START Data for the task

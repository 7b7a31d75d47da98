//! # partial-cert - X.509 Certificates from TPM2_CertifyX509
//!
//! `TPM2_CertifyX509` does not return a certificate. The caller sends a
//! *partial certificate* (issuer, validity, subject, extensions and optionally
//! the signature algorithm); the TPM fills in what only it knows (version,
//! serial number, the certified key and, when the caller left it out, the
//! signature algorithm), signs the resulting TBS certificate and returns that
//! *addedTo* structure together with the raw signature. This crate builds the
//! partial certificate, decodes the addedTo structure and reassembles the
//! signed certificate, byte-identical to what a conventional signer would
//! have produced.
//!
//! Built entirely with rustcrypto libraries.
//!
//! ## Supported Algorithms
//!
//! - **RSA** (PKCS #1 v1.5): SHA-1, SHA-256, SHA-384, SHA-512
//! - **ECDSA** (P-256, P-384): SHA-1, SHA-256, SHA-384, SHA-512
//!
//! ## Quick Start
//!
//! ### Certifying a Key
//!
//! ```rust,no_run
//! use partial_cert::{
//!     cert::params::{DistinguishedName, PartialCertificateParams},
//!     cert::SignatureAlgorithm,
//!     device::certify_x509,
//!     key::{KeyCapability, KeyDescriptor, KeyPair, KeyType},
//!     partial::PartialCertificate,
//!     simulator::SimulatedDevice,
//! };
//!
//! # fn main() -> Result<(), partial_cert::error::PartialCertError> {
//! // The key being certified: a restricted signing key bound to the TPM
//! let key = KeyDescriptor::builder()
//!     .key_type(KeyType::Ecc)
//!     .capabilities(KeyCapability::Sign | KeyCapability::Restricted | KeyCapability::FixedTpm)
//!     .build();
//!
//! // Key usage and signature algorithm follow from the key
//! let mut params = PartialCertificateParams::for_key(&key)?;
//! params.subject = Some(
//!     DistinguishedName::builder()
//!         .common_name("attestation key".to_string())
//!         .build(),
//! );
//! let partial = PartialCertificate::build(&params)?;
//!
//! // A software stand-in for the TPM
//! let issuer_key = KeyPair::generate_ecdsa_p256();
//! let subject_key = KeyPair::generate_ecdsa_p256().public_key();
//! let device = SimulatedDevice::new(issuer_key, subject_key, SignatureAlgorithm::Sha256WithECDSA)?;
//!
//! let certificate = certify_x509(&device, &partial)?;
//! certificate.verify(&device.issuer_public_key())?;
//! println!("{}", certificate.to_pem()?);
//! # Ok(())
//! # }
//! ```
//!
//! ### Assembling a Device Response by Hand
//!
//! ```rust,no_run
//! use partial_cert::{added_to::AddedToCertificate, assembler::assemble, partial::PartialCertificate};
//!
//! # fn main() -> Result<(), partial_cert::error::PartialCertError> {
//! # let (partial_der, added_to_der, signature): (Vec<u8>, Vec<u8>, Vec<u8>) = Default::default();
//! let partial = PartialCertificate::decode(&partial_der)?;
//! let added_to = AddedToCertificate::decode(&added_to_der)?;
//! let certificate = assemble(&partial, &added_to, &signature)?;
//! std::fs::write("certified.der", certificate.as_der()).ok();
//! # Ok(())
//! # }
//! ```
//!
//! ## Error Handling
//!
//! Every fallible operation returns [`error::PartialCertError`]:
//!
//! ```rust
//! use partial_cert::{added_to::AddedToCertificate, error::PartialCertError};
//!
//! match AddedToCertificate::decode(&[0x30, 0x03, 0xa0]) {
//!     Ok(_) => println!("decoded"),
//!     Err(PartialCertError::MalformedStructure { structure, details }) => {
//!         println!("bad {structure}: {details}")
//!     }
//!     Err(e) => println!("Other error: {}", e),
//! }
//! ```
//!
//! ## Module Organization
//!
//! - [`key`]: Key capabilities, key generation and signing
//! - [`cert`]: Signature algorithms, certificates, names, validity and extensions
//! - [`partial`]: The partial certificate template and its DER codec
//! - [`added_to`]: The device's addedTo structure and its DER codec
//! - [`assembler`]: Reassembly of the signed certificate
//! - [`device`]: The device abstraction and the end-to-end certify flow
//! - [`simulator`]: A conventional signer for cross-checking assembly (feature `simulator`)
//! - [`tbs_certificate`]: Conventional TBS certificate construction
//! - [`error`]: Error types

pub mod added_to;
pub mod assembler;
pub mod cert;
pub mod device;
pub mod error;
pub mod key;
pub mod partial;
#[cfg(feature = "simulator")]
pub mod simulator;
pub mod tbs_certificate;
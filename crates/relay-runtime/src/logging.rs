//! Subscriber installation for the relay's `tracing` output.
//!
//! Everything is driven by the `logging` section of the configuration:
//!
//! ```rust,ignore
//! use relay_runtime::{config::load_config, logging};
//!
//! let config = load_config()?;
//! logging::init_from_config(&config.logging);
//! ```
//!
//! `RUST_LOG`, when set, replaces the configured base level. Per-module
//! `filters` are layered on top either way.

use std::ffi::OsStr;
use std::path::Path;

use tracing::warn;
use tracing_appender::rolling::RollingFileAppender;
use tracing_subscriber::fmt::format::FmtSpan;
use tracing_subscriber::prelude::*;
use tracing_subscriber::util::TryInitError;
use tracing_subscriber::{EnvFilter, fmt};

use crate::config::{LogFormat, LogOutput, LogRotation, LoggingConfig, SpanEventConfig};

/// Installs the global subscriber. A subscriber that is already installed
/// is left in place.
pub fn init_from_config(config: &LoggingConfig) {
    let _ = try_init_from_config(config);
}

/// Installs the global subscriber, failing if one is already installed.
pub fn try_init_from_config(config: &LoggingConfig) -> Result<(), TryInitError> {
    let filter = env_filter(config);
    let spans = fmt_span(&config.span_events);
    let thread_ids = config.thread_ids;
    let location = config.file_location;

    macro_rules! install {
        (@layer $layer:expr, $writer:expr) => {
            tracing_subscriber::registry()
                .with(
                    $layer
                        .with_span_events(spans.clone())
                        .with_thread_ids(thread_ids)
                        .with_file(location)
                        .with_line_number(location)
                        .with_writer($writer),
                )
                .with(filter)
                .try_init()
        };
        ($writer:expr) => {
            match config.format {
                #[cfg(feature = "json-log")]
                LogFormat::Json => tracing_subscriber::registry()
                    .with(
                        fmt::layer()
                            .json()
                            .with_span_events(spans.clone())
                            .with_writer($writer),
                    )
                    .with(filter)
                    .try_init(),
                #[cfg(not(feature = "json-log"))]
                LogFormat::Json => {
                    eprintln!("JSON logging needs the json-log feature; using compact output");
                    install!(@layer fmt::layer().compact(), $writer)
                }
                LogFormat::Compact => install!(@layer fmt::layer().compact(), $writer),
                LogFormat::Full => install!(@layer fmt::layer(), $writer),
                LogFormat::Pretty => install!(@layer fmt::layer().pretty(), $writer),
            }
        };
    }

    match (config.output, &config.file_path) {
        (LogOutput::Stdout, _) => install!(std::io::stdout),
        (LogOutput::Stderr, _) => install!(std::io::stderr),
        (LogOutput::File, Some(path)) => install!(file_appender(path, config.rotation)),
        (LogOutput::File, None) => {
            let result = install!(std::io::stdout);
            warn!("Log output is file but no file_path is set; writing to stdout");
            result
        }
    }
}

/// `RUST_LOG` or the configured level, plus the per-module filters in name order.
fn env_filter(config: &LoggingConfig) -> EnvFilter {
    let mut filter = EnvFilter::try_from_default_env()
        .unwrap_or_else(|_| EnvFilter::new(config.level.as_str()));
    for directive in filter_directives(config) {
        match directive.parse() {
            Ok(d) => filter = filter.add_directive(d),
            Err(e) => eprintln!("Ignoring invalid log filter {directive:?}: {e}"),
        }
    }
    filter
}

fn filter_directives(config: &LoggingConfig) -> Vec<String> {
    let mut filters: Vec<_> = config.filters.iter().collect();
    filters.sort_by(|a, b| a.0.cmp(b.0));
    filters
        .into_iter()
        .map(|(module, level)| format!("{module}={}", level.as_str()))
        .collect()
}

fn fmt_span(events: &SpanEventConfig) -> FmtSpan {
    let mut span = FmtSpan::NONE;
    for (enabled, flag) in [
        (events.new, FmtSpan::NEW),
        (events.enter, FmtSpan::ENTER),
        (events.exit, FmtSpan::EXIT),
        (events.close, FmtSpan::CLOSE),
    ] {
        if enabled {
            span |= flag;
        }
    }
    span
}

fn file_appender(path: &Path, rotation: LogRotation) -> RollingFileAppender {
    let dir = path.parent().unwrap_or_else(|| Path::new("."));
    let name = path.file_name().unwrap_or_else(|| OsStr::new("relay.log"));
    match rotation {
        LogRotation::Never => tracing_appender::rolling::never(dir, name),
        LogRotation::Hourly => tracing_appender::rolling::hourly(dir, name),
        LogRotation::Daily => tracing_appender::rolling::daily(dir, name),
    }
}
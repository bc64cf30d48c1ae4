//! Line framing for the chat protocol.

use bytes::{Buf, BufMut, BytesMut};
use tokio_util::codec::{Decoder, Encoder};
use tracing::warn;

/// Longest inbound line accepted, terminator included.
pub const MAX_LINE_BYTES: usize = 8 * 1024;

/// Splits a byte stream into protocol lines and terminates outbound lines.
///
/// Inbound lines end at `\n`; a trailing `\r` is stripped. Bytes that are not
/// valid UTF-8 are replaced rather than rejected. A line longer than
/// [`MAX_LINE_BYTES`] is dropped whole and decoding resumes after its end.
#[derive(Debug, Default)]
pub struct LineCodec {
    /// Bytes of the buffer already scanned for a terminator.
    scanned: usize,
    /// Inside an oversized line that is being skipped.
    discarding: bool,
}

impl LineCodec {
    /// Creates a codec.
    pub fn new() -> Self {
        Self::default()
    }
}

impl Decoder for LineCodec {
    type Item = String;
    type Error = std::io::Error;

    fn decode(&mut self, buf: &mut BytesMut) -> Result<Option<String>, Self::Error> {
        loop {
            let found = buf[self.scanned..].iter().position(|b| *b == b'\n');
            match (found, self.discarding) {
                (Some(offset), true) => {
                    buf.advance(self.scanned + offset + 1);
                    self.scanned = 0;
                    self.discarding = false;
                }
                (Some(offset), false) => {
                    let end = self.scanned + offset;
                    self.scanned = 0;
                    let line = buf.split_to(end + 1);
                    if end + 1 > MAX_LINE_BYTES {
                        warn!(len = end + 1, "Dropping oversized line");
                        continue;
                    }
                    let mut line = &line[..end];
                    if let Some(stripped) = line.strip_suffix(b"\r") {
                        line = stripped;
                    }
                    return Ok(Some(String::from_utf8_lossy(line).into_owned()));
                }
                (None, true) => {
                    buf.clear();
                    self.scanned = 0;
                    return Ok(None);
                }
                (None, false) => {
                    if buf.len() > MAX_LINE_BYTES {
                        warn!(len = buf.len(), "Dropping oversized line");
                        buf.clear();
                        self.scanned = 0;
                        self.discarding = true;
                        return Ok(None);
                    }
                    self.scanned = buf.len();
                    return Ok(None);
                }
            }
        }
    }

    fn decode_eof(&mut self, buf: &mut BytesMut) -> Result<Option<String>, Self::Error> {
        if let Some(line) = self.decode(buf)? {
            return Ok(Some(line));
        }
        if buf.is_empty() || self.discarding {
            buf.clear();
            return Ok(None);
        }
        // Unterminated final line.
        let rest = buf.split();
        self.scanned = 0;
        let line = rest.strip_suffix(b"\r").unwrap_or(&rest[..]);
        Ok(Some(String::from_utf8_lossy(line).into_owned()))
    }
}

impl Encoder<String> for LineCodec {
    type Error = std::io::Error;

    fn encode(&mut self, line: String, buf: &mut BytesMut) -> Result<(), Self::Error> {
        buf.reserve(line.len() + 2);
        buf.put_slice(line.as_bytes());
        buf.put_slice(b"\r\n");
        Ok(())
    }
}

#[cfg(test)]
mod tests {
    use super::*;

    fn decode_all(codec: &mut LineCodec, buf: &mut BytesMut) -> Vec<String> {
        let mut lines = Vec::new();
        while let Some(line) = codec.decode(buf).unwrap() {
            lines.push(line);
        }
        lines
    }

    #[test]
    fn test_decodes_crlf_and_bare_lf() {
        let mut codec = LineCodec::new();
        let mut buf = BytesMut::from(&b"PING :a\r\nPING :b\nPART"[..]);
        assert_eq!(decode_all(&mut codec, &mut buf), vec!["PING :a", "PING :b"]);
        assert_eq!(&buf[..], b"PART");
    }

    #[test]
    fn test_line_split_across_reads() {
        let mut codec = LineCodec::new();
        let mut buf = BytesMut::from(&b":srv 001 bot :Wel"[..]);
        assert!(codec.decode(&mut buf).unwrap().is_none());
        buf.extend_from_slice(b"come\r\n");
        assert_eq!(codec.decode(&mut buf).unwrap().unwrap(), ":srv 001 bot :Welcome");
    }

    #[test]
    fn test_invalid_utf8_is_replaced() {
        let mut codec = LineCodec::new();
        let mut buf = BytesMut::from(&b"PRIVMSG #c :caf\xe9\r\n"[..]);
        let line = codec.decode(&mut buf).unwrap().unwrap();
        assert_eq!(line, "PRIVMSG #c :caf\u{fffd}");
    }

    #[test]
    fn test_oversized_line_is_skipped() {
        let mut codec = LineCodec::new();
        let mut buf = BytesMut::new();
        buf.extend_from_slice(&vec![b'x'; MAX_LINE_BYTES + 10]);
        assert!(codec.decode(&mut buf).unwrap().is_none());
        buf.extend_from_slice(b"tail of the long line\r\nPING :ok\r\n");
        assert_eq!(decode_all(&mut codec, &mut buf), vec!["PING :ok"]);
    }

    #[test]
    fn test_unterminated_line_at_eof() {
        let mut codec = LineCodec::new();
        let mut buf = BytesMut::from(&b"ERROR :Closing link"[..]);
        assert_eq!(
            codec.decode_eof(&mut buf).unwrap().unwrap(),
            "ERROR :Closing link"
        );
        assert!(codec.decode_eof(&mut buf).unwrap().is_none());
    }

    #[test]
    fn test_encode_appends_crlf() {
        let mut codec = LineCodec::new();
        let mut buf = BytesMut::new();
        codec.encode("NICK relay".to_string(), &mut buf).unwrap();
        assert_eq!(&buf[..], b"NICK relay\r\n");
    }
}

END Data for the task

> [Work item]: Above are some lines. Repeat exactly, and only, those from the line that has "that is already installed" through the line that has "let spans = fmt_span(&config.span_events);".

> [Result for this task]:
/// Installs the global subscriber. A subscriber that is already installed
/// is left in place.
pub fn init_from_config(config: &LoggingConfig) {
    let _ = try_init_from_config(config);
}

/// Installs the global subscriber, failing if one is already installed.
pub fn try_init_from_config(config: &LoggingConfig) -> Result<(), TryInitError> {
    let filter = env_filter(config);
    let spans = fmt_span(&config.span_events);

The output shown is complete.